(Source records)

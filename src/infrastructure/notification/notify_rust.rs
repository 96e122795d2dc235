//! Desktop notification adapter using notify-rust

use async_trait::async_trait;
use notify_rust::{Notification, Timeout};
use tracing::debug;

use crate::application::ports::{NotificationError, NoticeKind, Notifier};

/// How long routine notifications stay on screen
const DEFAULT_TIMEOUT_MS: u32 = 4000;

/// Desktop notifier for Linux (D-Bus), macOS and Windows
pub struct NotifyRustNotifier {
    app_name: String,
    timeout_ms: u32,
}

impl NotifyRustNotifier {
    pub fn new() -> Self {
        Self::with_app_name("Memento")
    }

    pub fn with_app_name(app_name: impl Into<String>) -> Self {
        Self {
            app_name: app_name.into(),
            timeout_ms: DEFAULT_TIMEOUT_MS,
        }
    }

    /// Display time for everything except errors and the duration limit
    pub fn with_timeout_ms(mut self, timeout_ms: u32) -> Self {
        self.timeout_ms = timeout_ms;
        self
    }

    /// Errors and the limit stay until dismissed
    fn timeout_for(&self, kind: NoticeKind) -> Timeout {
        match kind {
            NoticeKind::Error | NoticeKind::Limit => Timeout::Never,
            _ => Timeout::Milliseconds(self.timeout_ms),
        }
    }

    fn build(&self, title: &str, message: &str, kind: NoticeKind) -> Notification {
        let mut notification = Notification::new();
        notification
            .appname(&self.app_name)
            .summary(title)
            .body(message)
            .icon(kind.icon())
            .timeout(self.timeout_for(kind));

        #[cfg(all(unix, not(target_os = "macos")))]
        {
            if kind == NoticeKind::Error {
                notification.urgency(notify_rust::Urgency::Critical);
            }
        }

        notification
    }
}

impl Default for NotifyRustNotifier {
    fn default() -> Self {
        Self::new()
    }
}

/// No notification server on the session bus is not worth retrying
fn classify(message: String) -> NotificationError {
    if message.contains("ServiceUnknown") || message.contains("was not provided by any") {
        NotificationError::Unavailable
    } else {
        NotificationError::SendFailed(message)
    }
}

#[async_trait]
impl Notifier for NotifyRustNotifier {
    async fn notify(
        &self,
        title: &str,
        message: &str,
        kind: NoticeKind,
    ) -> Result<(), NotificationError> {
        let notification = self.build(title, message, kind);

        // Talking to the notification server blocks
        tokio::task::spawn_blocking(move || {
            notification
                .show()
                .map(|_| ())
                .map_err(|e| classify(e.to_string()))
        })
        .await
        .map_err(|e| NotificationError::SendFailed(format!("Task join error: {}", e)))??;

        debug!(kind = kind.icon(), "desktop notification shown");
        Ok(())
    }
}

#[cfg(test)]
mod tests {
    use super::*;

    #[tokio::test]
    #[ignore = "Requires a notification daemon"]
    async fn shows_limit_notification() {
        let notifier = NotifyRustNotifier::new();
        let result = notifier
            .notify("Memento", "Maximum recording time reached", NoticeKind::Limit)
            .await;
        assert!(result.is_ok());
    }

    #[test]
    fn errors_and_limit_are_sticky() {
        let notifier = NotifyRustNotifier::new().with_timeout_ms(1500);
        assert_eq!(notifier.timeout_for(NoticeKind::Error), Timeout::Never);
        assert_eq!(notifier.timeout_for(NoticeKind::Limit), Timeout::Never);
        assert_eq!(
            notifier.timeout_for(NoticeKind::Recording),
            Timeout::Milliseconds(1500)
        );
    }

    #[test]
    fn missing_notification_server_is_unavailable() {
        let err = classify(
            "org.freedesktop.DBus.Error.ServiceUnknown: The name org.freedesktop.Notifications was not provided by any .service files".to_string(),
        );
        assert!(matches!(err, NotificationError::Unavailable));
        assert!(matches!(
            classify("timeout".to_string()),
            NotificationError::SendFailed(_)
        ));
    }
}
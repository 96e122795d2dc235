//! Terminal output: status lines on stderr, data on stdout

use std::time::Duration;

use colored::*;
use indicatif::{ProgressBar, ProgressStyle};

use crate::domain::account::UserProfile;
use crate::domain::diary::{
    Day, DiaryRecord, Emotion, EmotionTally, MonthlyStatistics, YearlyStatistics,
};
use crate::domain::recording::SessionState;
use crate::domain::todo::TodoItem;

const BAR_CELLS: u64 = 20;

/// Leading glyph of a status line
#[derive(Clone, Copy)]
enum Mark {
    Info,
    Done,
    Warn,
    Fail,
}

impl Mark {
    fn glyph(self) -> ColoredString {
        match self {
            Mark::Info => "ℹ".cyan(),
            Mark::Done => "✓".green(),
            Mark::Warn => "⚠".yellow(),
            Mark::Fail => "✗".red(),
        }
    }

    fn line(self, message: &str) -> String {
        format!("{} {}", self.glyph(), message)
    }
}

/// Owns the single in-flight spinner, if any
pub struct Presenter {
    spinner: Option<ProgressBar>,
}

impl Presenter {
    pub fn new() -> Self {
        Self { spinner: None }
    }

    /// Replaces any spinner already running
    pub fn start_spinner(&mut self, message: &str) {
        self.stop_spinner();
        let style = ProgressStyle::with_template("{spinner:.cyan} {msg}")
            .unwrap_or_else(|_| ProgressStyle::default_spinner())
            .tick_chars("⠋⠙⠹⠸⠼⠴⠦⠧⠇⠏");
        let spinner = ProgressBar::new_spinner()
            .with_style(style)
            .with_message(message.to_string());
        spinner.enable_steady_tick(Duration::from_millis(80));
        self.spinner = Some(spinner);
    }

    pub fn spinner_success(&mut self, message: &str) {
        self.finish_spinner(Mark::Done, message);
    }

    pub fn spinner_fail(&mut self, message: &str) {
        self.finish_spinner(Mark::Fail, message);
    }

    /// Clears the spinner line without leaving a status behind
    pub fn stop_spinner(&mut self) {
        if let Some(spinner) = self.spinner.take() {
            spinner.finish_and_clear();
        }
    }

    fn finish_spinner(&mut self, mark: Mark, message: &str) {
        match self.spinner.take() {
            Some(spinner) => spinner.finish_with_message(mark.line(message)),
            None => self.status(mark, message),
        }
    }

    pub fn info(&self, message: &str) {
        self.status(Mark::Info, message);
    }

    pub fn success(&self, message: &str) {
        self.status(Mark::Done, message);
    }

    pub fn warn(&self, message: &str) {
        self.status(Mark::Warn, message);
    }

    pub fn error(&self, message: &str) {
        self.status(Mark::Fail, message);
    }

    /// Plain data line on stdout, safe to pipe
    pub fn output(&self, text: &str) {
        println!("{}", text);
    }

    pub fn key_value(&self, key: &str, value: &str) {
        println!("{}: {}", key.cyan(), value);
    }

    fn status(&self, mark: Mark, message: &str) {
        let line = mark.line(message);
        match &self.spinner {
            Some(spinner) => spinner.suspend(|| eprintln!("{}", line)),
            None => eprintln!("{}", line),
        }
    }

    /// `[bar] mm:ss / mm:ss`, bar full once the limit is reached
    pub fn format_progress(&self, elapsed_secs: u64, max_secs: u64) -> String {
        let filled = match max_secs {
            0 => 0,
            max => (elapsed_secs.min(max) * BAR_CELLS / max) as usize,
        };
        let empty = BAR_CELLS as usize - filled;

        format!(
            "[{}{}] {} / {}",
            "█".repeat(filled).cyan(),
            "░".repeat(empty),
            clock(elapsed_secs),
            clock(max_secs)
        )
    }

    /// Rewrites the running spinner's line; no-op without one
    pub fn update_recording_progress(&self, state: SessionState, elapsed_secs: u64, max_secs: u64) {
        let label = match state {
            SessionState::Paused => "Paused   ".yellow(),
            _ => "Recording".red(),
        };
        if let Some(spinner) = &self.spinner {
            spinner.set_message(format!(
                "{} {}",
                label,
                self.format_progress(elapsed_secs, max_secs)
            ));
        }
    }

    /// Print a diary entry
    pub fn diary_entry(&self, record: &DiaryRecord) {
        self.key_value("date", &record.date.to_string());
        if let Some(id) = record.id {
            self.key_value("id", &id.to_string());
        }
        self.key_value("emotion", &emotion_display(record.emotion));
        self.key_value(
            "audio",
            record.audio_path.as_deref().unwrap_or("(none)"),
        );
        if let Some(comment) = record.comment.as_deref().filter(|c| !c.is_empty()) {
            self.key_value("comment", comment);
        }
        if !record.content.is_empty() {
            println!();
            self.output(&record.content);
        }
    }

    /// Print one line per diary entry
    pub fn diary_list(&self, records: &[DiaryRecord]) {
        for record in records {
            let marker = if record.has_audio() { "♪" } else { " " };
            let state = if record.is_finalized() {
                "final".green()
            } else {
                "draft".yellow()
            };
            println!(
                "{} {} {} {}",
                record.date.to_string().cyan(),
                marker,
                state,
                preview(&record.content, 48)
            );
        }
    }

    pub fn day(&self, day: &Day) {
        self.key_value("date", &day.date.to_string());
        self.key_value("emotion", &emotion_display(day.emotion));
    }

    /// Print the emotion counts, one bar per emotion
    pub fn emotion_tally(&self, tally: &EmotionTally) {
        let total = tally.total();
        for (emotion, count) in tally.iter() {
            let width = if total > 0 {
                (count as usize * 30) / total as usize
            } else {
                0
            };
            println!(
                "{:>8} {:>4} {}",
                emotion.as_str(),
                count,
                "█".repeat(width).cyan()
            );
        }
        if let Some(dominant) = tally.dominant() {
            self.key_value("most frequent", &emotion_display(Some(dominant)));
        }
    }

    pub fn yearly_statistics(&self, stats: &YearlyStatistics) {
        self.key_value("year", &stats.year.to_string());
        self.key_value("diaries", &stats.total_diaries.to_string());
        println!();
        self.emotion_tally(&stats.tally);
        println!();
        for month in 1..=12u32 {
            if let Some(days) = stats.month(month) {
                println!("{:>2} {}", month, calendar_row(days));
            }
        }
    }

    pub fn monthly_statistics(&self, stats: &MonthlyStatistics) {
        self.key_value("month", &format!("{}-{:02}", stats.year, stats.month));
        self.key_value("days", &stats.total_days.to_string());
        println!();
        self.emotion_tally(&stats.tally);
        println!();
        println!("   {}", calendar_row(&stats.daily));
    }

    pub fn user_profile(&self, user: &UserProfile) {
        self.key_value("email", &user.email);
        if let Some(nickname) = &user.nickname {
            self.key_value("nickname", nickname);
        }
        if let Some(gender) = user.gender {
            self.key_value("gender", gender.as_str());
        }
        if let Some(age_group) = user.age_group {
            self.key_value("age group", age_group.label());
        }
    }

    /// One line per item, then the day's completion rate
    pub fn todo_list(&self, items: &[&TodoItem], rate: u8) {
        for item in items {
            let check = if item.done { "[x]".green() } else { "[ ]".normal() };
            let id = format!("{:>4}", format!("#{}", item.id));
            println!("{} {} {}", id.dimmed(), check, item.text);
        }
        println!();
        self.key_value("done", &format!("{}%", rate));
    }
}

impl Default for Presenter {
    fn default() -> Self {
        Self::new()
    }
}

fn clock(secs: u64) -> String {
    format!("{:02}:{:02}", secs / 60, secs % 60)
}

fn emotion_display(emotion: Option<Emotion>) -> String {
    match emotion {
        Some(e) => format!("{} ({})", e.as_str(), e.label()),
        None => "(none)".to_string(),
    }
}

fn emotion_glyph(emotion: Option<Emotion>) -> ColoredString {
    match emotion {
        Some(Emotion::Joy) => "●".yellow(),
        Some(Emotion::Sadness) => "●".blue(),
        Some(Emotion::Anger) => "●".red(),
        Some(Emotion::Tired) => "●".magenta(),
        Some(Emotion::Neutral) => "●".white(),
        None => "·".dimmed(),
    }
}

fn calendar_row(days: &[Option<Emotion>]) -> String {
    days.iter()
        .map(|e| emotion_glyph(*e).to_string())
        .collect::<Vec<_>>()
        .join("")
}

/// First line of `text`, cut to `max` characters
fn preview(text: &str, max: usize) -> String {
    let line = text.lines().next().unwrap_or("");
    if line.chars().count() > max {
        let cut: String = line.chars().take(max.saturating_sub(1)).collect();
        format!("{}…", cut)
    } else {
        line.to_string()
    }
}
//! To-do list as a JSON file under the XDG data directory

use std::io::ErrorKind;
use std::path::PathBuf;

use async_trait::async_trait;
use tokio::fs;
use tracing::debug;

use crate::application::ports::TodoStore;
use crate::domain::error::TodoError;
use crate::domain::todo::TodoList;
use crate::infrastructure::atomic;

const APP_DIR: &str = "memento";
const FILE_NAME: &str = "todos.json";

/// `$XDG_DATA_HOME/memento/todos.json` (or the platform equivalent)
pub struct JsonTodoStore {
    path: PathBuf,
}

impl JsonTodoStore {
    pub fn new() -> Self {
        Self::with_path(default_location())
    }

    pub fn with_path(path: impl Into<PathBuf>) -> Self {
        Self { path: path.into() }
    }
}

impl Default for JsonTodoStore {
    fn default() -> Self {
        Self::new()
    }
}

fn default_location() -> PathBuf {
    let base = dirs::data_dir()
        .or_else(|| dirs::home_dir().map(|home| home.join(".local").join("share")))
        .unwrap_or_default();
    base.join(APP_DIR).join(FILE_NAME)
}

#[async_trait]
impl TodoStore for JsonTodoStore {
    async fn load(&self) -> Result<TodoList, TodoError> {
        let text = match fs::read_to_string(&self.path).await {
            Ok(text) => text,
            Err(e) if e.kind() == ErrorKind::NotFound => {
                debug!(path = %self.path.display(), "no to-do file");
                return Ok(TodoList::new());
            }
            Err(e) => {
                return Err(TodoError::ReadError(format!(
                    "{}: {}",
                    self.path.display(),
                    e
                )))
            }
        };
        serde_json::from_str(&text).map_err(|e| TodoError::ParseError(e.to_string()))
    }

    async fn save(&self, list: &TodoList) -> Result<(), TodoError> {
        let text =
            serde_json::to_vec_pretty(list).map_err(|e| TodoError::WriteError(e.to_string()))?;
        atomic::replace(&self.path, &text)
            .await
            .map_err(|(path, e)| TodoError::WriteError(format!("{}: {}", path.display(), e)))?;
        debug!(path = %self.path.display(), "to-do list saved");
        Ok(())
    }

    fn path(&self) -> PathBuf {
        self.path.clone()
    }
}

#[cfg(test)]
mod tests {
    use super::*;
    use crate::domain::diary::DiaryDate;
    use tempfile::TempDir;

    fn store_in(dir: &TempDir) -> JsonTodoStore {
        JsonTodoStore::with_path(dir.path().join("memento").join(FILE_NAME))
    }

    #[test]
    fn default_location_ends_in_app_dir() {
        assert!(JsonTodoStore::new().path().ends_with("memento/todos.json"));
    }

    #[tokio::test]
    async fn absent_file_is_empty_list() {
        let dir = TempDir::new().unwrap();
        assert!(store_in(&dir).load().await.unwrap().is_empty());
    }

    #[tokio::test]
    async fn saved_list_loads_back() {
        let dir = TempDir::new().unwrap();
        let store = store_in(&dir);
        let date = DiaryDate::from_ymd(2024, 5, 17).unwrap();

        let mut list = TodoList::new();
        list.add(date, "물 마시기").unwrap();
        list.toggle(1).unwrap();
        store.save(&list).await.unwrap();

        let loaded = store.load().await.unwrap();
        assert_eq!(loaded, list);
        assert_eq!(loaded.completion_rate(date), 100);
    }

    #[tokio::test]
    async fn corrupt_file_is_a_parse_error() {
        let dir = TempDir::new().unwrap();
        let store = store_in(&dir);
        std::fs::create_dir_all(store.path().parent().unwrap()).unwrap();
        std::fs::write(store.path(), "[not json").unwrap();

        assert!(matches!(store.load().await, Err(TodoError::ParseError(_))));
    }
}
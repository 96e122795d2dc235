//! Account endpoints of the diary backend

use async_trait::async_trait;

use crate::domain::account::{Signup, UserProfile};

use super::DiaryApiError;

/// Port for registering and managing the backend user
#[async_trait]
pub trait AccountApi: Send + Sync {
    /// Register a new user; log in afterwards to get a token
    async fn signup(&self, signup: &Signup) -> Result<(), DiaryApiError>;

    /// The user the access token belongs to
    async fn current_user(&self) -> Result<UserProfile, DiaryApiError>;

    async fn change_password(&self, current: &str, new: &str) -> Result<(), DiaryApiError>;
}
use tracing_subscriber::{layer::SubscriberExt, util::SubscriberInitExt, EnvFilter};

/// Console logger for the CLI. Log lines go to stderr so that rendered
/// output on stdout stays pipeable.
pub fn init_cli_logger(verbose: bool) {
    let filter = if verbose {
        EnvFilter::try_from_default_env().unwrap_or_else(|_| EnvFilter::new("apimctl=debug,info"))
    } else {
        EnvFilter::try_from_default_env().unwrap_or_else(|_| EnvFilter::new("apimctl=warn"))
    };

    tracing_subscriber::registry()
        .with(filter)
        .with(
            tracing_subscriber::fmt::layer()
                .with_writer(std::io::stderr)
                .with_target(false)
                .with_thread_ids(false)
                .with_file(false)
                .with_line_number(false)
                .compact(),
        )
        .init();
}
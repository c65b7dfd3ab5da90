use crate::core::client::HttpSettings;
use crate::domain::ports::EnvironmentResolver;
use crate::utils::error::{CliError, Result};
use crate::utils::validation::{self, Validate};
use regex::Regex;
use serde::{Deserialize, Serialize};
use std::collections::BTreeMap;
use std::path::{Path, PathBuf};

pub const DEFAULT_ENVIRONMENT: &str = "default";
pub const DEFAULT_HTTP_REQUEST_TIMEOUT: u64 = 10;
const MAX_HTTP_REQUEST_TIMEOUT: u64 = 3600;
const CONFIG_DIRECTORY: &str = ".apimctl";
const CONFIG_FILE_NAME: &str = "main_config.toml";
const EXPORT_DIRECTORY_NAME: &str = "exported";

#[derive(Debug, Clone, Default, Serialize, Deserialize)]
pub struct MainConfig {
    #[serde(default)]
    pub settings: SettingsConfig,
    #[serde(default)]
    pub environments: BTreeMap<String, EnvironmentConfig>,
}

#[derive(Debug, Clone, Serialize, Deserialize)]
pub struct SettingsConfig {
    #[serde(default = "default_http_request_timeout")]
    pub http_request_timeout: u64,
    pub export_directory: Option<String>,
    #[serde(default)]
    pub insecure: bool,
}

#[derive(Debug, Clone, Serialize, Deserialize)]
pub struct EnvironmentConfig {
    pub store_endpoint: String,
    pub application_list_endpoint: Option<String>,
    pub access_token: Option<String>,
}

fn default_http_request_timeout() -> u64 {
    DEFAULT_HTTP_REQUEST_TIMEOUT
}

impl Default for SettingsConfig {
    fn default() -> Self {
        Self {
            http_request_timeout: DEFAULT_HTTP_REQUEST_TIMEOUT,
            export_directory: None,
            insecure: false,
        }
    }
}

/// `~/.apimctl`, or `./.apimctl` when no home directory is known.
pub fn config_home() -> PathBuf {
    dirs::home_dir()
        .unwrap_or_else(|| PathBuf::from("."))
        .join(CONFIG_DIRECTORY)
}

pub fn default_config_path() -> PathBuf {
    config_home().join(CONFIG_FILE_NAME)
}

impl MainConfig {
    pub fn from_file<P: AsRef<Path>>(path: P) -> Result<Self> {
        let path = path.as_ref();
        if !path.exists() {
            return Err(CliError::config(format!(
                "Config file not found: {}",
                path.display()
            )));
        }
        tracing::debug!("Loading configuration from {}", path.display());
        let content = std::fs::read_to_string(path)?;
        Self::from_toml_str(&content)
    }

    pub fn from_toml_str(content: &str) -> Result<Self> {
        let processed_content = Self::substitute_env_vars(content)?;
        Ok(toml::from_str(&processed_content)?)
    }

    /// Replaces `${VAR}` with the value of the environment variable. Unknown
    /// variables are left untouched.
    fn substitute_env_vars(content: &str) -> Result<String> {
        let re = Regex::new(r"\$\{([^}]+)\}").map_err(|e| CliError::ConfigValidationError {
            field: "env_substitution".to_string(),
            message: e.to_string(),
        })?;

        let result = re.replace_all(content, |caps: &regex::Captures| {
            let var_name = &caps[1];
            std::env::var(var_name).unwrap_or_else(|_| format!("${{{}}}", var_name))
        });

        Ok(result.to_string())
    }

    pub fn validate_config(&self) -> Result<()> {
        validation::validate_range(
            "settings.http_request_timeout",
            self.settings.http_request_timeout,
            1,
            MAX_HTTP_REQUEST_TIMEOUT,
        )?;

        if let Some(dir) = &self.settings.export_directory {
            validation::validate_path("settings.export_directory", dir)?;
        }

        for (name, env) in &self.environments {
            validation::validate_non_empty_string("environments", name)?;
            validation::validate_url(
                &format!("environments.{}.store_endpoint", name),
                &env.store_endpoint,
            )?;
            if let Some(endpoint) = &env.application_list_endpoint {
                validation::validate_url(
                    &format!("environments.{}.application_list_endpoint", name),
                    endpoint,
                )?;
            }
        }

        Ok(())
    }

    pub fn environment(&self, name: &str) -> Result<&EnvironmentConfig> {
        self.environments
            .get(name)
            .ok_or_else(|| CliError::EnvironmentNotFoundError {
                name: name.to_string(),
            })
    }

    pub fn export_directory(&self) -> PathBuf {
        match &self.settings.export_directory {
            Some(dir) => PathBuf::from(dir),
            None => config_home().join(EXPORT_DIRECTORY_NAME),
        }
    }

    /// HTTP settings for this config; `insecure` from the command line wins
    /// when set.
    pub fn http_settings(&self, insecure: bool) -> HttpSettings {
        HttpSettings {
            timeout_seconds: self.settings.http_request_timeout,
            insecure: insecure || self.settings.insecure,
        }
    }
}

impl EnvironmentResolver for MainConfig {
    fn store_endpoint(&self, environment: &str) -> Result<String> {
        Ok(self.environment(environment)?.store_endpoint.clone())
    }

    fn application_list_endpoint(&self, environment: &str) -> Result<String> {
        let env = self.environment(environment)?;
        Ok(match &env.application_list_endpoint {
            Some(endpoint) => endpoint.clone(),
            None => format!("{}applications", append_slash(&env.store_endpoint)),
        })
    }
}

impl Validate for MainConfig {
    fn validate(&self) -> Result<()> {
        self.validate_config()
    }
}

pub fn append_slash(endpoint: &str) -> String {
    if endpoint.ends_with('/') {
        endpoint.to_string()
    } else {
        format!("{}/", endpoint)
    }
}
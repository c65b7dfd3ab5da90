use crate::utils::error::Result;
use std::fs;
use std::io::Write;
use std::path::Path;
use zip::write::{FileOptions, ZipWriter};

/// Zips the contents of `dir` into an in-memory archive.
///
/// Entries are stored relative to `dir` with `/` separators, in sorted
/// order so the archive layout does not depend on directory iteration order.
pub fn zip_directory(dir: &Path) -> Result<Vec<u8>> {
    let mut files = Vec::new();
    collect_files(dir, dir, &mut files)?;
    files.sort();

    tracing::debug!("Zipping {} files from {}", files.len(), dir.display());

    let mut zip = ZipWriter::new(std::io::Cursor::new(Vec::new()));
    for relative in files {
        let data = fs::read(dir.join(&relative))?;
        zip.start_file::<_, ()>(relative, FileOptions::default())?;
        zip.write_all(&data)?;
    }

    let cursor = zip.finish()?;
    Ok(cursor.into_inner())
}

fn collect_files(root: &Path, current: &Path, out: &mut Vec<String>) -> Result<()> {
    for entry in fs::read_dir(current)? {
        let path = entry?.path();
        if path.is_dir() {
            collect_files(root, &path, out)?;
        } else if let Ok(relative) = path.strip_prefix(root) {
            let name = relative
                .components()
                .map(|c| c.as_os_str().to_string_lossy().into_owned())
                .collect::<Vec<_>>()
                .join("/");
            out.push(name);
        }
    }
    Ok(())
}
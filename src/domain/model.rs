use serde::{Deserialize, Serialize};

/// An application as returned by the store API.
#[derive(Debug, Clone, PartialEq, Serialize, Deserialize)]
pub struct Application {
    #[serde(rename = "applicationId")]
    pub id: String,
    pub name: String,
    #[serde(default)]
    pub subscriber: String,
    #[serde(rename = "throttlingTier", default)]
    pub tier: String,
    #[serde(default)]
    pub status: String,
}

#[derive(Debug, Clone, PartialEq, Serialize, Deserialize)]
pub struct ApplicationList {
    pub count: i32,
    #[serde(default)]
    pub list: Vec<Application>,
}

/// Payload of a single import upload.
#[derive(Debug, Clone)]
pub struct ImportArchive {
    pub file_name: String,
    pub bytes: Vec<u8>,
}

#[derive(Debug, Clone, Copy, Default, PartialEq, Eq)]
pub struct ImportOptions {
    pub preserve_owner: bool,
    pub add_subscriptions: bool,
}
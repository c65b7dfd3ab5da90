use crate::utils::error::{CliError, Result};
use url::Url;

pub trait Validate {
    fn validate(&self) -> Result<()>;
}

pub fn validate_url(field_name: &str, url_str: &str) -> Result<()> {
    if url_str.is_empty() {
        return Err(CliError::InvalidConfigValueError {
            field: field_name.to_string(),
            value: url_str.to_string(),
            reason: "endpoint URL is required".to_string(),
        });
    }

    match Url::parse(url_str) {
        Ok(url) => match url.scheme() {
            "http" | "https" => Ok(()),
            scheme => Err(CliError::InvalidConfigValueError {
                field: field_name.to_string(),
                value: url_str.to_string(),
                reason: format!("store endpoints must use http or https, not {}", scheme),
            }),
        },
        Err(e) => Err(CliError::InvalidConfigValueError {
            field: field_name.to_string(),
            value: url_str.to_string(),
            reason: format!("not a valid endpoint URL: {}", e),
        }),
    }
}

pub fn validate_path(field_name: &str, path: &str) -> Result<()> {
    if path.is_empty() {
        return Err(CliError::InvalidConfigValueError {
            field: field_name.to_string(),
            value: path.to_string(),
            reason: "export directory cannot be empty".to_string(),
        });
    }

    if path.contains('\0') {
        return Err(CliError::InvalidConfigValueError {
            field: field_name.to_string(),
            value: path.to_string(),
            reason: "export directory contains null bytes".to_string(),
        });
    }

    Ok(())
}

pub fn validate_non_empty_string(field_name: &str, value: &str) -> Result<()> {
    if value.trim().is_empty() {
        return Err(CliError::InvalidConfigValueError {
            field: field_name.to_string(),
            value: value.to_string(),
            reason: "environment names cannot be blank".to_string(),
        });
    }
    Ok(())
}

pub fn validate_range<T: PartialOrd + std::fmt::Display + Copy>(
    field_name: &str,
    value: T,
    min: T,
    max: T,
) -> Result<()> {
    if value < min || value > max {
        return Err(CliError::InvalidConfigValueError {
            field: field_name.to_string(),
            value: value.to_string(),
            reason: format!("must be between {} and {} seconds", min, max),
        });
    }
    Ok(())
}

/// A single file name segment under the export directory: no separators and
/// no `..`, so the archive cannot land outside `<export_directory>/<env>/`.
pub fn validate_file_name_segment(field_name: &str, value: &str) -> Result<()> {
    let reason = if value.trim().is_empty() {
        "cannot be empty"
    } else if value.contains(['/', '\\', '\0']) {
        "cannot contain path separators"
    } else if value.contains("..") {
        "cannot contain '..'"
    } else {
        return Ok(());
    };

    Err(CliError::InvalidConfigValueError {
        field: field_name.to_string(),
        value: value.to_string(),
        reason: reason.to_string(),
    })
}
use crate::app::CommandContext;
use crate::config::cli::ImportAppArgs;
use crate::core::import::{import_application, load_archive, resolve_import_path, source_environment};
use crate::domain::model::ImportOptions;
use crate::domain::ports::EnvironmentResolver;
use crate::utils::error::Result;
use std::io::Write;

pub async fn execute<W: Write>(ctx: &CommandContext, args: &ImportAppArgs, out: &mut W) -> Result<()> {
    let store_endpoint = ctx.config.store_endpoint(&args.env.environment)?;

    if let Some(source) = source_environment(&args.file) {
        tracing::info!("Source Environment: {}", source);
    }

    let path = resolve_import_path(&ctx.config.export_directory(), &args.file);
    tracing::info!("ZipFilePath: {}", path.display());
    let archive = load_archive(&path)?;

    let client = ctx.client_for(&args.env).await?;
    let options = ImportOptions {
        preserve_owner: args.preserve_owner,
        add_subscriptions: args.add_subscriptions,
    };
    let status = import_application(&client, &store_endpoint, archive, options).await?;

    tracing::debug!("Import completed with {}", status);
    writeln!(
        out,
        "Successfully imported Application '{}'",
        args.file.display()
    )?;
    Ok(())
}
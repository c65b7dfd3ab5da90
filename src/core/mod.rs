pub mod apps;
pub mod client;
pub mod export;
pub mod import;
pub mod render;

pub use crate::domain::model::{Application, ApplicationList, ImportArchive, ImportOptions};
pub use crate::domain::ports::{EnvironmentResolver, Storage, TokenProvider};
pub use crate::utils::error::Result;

■ Prompt: In the entries above, identify every line with the word "loaded". Copy those lines.

■ Answer area:
        let loaded = store.load().await.unwrap();
        assert_eq!(loaded, list);
        assert_eq!(loaded.completion_rate(date), 100);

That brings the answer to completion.